The method provided by the invention can be applied to the segmentation of multiple targets, such as the segmentation of cells and mitochondria in the medical field. The disclosed medical image mitochondrial data set is used as a specific example below. Specifically, the source domain data set is a drosophila melanogaster data set of the third age, and the target domain data set is a mouse hippocampus data set. The data set of fruit flies of the third age consists of 20 1024 × 1024 pictures, there are 389 mitochondria in total, during training, 10 are randomly selected as training sets, and the remaining 10 are test sets; the mouse hippocampal data set comprises a training set and a test set, wherein the training set comprises 165 images of 1024 × 768 and total 2511 mitochondria, the test set comprises 165 images of 1024 × 768 and total 2623 mitochondria, and in the following specific examples, 15% of the mitochondria in the mouse hippocampal training data set, namely 377 mitochondrial center points are randomly selected and labeled as label information.

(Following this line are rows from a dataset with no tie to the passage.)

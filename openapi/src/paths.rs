#![deny(missing_docs)]

//! # Route Template Tokenization
//!
//! Parses colon-style route templates (`/users/:id`, optionally with an
//! inline pattern `/users/:id(\d+)`) and converts them to OpenAPI
//! curly-brace paths.

use regex::Regex;
use std::sync::OnceLock;

/// The implicit pattern of a parameter token; never emitted on schemas.
pub const DEFAULT_PARAM_PATTERN: &str = "[^\\/]+?";

/// A parameter token in a route template.
#[derive(Debug, Clone, PartialEq, Eq)]
pub struct PathParamToken {
    /// Parameter name.
    pub name: String,
    /// Inline pattern, if one was written.
    pub pattern: Option<String>,
}

impl PathParamToken {
    /// True when the token carries a pattern other than the implicit one.
    pub fn has_custom_pattern(&self) -> bool {
        match &self.pattern {
            Some(pattern) => pattern != DEFAULT_PARAM_PATTERN,
            None => false,
        }
    }
}

/// One token of a parsed route template.
#[derive(Debug, Clone, PartialEq, Eq)]
pub enum PathToken {
    /// A plain string segment, including its leading delimiter.
    Literal(String),
    /// A named parameter.
    Param(PathParamToken),
}

fn param_re() -> &'static Regex {
    static PARAM_RE: OnceLock<Regex> = OnceLock::new();
    PARAM_RE.get_or_init(|| {
        Regex::new(r":([A-Za-z_][A-Za-z0-9_]*)(?:\(([^)]*)\))?").expect("Invalid regex constant")
    })
}

/// Parses a route template into literal and parameter tokens.
pub fn parse_path_tokens(path: &str) -> Vec<PathToken> {
    let mut tokens = Vec::new();
    let mut cursor = 0;

    for caps in param_re().captures_iter(path) {
        let whole = caps.get(0).expect("capture group 0 always present");
        if whole.start() > cursor {
            tokens.push(PathToken::Literal(path[cursor..whole.start()].to_string()));
        }
        tokens.push(PathToken::Param(PathParamToken {
            name: caps[1].to_string(),
            pattern: caps.get(2).map(|m| m.as_str().to_string()),
        }));
        cursor = whole.end();
    }
    if cursor < path.len() {
        tokens.push(PathToken::Literal(path[cursor..].to_string()));
    }

    tokens
}

/// Returns only the parameter tokens of a route template.
pub fn parse_path_params(path: &str) -> Vec<PathParamToken> {
    parse_path_tokens(path)
        .into_iter()
        .filter_map(|token| match token {
            PathToken::Param(param) => Some(param),
            PathToken::Literal(_) => None,
        })
        .collect()
}

/// Converts a colon-style route template into an OpenAPI path.
pub fn express_to_openapi_path(path: &str) -> String {
    parse_path_tokens(path)
        .iter()
        .map(|token| match token {
            PathToken::Literal(lit) => lit.clone(),
            PathToken::Param(param) => format!("{{{}}}", param.name),
        })
        .collect()
}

Referring to fig. 1 and fig. 2, the present invention provides a cross-domain migration image segmentation method based on a small number of point labels, which specifically includes:

and step 10, preprocessing data.

Randomly cutting image data of training data and corresponding label data into 512 x 512 sizes, normalizing the image data to be used as network input, setting foreground pixel values of the label data to be 1,the background pixel value is set to 0; performing Gaussian blur on point label images on a label data set of a training set to obtain a pseudo label as a real label of a training space counting branch, wherein a Gaussian blur parameter sigma₁Set to 61;

and step 20, initializing parameters.

Random seeds during network training are fixed, so that the training results of the same experimental model are always kept consistent; the iteration times of the training loop are set to be 10 ten thousand, an SGD optimizer is used for training the cross-domain model, and the initial learning rate is 10^-4Momentum parameter of 0.9, weight attenuation coefficient of 5 × 10^-5(ii) a Training the discriminator model, using Adam optimizer, initial learning rate set to 5 × 10^-5The polynomial attenuation coefficient is 0.9;

and step 30, training a cross-domain migration image segmentation network on the source domain data.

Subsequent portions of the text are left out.